## WHAT IS REQUIRED
Every line below that holds the string "value" should be copied out.

THE INPUT section start

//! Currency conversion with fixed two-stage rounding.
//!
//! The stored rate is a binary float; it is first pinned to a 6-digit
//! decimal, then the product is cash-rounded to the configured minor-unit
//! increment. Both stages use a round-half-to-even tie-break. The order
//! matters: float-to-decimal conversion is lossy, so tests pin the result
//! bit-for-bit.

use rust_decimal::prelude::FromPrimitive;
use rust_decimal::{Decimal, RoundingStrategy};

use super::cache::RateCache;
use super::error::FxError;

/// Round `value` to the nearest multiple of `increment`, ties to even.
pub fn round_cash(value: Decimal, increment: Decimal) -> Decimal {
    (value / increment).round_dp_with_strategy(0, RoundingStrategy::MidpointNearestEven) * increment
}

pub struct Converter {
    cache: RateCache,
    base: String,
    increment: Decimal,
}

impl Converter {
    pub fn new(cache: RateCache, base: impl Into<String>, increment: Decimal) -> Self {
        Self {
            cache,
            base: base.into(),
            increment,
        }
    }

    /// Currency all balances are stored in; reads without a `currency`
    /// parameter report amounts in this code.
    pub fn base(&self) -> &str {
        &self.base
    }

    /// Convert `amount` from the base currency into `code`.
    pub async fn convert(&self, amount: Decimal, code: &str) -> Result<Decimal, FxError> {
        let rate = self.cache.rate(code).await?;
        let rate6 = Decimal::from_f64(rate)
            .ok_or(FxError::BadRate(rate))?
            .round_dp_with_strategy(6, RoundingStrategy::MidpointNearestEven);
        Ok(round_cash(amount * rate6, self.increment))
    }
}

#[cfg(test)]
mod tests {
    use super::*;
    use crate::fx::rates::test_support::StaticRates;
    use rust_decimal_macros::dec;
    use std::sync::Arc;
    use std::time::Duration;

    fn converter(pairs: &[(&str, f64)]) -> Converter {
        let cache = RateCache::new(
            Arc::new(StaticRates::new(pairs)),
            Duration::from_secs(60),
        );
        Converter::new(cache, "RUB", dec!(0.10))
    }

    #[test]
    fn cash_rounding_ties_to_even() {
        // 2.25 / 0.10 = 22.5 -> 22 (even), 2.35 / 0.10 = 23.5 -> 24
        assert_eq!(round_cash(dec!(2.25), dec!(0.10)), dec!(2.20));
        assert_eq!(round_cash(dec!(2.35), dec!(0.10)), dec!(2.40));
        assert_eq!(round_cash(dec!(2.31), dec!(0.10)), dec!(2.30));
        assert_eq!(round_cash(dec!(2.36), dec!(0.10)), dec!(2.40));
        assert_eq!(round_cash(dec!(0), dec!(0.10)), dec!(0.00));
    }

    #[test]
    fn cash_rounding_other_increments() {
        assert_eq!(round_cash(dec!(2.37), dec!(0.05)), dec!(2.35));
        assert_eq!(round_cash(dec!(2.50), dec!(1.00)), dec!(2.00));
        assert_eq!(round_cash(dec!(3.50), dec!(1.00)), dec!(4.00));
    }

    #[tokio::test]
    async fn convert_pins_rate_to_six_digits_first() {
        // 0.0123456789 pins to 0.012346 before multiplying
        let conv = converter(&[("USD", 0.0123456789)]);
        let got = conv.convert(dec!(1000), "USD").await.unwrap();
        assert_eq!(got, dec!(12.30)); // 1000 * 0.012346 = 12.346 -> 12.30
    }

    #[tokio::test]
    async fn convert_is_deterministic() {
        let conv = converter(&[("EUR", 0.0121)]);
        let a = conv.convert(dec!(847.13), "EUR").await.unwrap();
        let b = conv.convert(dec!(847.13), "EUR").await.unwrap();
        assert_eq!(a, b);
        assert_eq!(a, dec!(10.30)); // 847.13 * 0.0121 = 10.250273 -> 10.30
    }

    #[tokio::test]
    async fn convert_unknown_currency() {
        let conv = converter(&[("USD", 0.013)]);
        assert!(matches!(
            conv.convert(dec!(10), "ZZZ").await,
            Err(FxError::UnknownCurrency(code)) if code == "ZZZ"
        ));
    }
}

THE INPUT section end
THE INPUT section start

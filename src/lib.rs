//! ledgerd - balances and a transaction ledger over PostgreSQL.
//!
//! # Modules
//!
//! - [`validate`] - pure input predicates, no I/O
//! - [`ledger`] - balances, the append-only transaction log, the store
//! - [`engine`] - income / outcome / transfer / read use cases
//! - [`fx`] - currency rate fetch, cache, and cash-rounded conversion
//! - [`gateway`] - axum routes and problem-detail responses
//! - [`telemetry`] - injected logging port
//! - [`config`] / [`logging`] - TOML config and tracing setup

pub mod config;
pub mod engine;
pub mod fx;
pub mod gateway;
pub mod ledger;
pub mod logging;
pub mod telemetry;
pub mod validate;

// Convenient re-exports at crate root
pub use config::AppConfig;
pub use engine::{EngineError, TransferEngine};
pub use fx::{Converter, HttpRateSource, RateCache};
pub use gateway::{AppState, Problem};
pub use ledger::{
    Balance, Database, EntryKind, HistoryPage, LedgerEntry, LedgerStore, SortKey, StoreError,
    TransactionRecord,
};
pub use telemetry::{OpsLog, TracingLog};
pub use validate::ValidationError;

THE INPUT section end
THE INPUT section start

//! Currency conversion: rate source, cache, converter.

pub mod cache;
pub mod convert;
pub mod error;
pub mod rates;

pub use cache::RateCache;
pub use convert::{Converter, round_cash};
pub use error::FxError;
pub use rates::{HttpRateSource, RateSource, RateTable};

THE INPUT section end

## RESULT FOR THIS EXERCISE
/// Round `value` to the nearest multiple of `increment`, ties to even.
pub fn round_cash(value: Decimal, increment: Decimal) -> Decimal {
    (value / increment).round_dp_with_strategy(0, RoundingStrategy::MidpointNearestEven) * increment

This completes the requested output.